Je pense que quand on vit une horreur telle que la mienne, on s’habitue au silence, on s’habitue au manque, aux absences répétées. On vit avec une plaie béante, on cherche des réponses qui n’ont pas de questions, on regarde le vent, écoute les couleurs, sent les gens et survole les regards.
On sait quelle est la vraie valeur de la vie, on se contente des petits bonheurs, on se trouve chanceux d’avoir une famille. On remercie chaque jour l’univers d’avoir encore une journée sur terre. Quand on vit un tel malheur aussi jeune, on grandit trop vite, on se sent responsable à la place de nos parents, on oublie notre enfance, on est adulte à 12 ans.
On comprend des choses intimes, des problèmes complexes, on voit à travers les personnes, on voit leur cœur. On est plus sensible, plus méfiant, plus à l’écoute, plus vibrant. On s’oublie parfois. Et puis on fait marche arrière. Comme-ci on ne voyait pas le monde avec les mêmes couleurs.
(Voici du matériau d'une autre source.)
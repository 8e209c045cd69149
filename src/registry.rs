//! Process-wide directory of connection managers, one per application.
//!
//! Owned by the hosting process instead of living in module state, so its
//! lifecycle (`new`, `launch`, `close_all`) is explicit.

use std::collections::HashMap;
use std::sync::Arc;

use parking_lot::RwLock;
use tracing::{debug, info};

use crate::config::DispatchConfig;
use crate::diag::SinkProvider;
use crate::gateway::{FeedbackService, GatewayConnector};
use crate::manager::{ConnectionManager, LaunchError, Status};
use crate::types::{AppCredential, Environment, GatewayEndpoints, Notification};

pub struct Registry {
    endpoints: GatewayEndpoints,
    config: DispatchConfig,
    connector: Arc<dyn GatewayConnector>,
    feedback: Arc<dyn FeedbackService>,
    sinks: Arc<dyn SinkProvider>,
    managers: RwLock<HashMap<u32, Arc<ConnectionManager>>>,
}

impl Registry {
    pub fn new(
        environment: Environment,
        connector: Arc<dyn GatewayConnector>,
        feedback: Arc<dyn FeedbackService>,
        sinks: Arc<dyn SinkProvider>,
        config: DispatchConfig,
    ) -> Self {
        Self {
            endpoints: GatewayEndpoints::for_environment(environment),
            config,
            connector,
            feedback,
            sinks,
            managers: RwLock::new(HashMap::new()),
        }
    }

    /// Create (or reuse) the manager for one application and bring it up.
    /// A no-op when push is disabled for the app. The manager is registered
    /// only once launch succeeds; a failed launch may be retried later.
    pub async fn launch(
        &self,
        app_id: u32,
        bundle_id: &str,
        push_enabled: bool,
        credential: Option<AppCredential>,
        logging: bool,
    ) -> Result<(), LaunchError> {
        if !push_enabled {
            debug!(app_id, bundle = bundle_id, "push disabled, skipping launch");
            return Ok(());
        }

        // Reuse the registered manager when it is already running or when
        // the caller brought no new credential; otherwise build a fresh one
        // so a later launch can supply (or rotate) certificate material for
        // an app that previously had none.
        let manager = match self.lookup(app_id) {
            Some(existing) if existing.status() == Status::Active || credential.is_none() => {
                existing
            }
            _ => Arc::new(ConnectionManager::new(
                app_id,
                bundle_id,
                credential,
                self.endpoints.clone(),
                self.config.clone(),
                Arc::clone(&self.connector),
                Arc::clone(&self.feedback),
                Arc::clone(&self.sinks),
            )),
        };

        manager.launch(logging).await?;
        info!(app_id, bundle = bundle_id, status = ?manager.status(), "connection launched");
        self.register(app_id, manager);
        Ok(())
    }

    pub fn register(&self, app_id: u32, manager: Arc<ConnectionManager>) {
        self.managers.write().insert(app_id, manager);
    }

    pub fn lookup(&self, app_id: u32) -> Option<Arc<ConnectionManager>> {
        self.managers.read().get(&app_id).cloned()
    }

    /// Forward one notification to the application's manager. Unknown apps
    /// and inactive managers drop the item, matching the detached,
    /// fire-and-forget submission contract.
    pub async fn submit(&self, app_id: u32, item: Notification) {
        if let Some(manager) = self.lookup(app_id) {
            manager.submit(item).await;
        }
    }

    pub fn close(&self, app_id: u32) {
        if let Some(manager) = self.lookup(app_id) {
            manager.close();
        }
    }

    /// Close every live manager; called at process shutdown.
    pub fn close_all(&self) {
        for manager in self.managers.read().values() {
            manager.close();
        }
    }
}

#[cfg(test)]
mod tests {
    use super::*;
    use crate::diag::MemorySink;
    use crate::gateway::mock::MockGateway;
    use crate::manager::Status;
    use bytes::Bytes;

    fn credential(app_id: u32) -> AppCredential {
        AppCredential {
            app_id,
            bundle_id: format!("app-{app_id}"),
            sandbox: true,
            certificate: Bytes::from_static(b"cert"),
            private_key: Bytes::from_static(b"key"),
        }
    }

    fn registry(gateway: &MockGateway) -> Registry {
        Registry::new(
            Environment::Sandbox,
            Arc::new(gateway.clone()),
            Arc::new(gateway.clone()),
            Arc::new(MemorySink::new()),
            DispatchConfig::default(),
        )
    }

    #[tokio::test]
    async fn lookup_of_unknown_app_is_none() {
        let gateway = MockGateway::new(false);
        let registry = registry(&gateway);
        assert!(registry.lookup(7).is_none());
    }

    #[tokio::test]
    async fn push_disabled_registers_nothing() {
        let gateway = MockGateway::new(false);
        let registry = registry(&gateway);
        registry
            .launch(1, "app-1", false, Some(credential(1)), false)
            .await
            .expect("launch ok");
        assert!(registry.lookup(1).is_none());
        assert_eq!(gateway.connects(), 0);
    }

    #[tokio::test]
    async fn missing_credential_registers_a_no_certs_manager() {
        let gateway = MockGateway::new(false);
        let registry = registry(&gateway);
        registry
            .launch(2, "app-2", true, None, false)
            .await
            .expect("launch ok");
        let manager = registry.lookup(2).expect("registered");
        assert_eq!(manager.status(), Status::NoCerts);
        assert_eq!(gateway.connects(), 0);
    }

    #[tokio::test]
    async fn later_credential_replaces_a_no_certs_manager() {
        let gateway = MockGateway::new(false);
        let registry = registry(&gateway);
        registry
            .launch(3, "app-3", true, None, false)
            .await
            .expect("launch without certs");
        assert_eq!(registry.lookup(3).expect("registered").status(), Status::NoCerts);

        registry
            .launch(3, "app-3", true, Some(credential(3)), false)
            .await
            .expect("relaunch with certs");
        let manager = registry.lookup(3).expect("registered");
        assert_eq!(manager.status(), Status::Active);

        let deadline = std::time::Instant::now() + std::time::Duration::from_secs(5);
        while gateway.connects() < 2 {
            assert!(
                std::time::Instant::now() < deadline,
                "workers never connected"
            );
            tokio::time::sleep(std::time::Duration::from_millis(10)).await;
        }
        manager.close();
    }

    #[tokio::test]
    async fn relaunch_without_credential_reuses_the_manager() {
        let gateway = MockGateway::new(false);
        let registry = registry(&gateway);
        registry
            .launch(4, "app-4", true, Some(credential(4)), false)
            .await
            .expect("launch");
        let first = registry.lookup(4).expect("registered");
        first.close();

        registry
            .launch(4, "app-4", true, None, false)
            .await
            .expect("relaunch");
        let second = registry.lookup(4).expect("registered");
        assert!(Arc::ptr_eq(&first, &second));
        assert_eq!(second.status(), Status::Active);
        second.close();
    }

    #[tokio::test]
    async fn close_all_demotes_every_active_manager() {
        let gateway = MockGateway::new(false);
        let registry = registry(&gateway);
        for app_id in [1u32, 2] {
            registry
                .launch(app_id, &format!("app-{app_id}"), true, Some(credential(app_id)), false)
                .await
                .expect("launch ok");
        }
        registry.close_all();
        for app_id in [1u32, 2] {
            let manager = registry.lookup(app_id).expect("registered");
            assert_eq!(manager.status(), Status::CertsFound);
        }
    }
}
On recherche des personnes comme nous car on veut être compris et entouré. Certaines émotions sont plus intenses, plus colorées, d’autres paraissent futiles et incomprises.
Chaque jour, on remet notre vie en question, nos choix, nos chemins, nos paroles. Chaque jour on se demande si on pourrait avoir une deuxième chance, si on pourrait tout recommencer.